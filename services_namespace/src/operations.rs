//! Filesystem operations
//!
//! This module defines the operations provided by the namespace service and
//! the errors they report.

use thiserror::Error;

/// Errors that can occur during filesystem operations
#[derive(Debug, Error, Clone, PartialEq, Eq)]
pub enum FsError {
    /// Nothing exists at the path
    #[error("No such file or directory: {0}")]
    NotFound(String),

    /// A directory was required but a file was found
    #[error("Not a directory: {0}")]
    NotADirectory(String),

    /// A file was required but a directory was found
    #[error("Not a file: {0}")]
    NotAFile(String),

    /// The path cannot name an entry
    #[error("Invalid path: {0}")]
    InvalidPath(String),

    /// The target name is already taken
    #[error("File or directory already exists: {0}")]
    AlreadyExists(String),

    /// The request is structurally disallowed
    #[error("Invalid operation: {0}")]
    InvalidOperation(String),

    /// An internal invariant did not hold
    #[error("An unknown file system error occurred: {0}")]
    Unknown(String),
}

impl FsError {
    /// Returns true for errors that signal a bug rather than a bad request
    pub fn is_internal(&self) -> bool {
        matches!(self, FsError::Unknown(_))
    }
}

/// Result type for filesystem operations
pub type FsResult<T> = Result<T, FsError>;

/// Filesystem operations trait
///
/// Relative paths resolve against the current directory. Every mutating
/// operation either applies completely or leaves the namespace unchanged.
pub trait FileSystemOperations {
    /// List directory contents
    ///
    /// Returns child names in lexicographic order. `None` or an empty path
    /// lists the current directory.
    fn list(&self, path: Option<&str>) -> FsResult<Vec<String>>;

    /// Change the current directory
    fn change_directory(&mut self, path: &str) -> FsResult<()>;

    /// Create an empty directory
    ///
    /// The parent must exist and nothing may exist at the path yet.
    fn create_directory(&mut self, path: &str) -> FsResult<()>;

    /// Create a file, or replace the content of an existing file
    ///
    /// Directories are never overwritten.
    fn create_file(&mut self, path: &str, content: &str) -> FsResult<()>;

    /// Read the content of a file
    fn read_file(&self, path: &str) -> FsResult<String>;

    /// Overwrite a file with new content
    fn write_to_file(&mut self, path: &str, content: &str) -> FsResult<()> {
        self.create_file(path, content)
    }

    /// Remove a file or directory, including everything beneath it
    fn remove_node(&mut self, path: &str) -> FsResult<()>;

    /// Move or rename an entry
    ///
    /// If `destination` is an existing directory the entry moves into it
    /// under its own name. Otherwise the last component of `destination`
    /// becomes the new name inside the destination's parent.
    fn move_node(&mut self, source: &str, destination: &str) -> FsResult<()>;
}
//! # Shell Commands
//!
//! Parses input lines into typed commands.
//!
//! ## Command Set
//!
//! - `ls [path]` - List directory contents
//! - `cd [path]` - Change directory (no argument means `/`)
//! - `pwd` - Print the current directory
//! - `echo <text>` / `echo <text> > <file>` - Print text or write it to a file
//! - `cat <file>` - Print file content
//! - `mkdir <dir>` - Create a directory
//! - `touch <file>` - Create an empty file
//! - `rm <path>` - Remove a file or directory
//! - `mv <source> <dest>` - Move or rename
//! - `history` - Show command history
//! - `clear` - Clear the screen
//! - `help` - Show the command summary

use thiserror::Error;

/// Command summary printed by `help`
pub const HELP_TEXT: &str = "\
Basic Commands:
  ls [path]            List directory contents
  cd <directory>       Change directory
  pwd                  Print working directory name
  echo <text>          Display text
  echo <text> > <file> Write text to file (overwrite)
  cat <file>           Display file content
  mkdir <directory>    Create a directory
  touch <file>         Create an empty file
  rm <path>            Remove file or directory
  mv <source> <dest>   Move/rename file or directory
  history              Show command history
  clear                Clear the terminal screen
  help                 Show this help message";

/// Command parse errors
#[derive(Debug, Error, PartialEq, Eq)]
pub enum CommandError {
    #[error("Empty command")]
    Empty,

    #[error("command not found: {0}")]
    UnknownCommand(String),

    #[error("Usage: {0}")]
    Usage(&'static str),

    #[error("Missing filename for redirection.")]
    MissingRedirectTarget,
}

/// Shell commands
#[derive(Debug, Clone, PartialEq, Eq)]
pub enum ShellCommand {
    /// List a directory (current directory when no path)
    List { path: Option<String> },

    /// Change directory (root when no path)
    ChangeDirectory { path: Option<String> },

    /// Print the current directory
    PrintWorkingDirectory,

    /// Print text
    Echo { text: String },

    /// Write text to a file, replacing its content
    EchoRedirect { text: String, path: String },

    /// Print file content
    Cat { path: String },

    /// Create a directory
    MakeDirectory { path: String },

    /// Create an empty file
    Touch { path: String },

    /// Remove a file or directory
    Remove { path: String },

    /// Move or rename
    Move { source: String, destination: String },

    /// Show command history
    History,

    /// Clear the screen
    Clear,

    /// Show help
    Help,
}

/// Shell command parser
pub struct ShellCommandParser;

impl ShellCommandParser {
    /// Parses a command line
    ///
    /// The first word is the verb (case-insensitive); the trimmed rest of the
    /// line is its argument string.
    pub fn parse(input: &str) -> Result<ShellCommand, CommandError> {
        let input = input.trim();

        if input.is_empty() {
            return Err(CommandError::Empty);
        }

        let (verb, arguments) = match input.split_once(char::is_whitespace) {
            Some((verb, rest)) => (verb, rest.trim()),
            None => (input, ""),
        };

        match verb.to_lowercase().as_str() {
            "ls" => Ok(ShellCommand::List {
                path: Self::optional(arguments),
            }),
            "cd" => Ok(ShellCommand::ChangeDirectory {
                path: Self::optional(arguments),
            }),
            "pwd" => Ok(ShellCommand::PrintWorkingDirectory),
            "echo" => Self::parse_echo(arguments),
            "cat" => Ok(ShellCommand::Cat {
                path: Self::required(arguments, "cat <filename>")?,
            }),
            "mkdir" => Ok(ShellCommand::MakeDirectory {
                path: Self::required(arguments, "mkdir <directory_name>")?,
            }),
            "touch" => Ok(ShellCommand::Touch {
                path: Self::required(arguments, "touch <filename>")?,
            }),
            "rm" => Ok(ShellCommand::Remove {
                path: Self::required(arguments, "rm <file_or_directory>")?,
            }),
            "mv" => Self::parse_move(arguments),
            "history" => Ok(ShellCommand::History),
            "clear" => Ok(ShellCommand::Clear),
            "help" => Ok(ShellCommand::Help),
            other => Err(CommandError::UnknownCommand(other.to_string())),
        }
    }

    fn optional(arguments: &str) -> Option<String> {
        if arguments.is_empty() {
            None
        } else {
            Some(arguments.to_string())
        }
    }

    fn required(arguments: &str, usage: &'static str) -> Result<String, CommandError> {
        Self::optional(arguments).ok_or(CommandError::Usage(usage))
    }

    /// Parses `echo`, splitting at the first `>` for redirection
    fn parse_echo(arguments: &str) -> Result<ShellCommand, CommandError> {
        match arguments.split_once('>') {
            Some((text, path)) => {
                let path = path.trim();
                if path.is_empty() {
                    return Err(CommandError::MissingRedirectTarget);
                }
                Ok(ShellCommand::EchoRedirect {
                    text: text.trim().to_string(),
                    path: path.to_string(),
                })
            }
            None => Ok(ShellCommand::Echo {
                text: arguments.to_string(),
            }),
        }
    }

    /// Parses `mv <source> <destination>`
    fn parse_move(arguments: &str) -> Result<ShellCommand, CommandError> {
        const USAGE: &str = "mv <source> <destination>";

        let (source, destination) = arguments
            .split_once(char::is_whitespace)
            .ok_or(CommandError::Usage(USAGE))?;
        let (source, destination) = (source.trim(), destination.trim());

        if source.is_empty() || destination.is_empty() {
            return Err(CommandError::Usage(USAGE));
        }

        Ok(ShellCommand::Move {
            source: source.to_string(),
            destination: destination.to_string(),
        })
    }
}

********************

**Exercise aim:**
Count how many lines above hold the word "mkdir", then reply with that number alone.

**Written response:**
4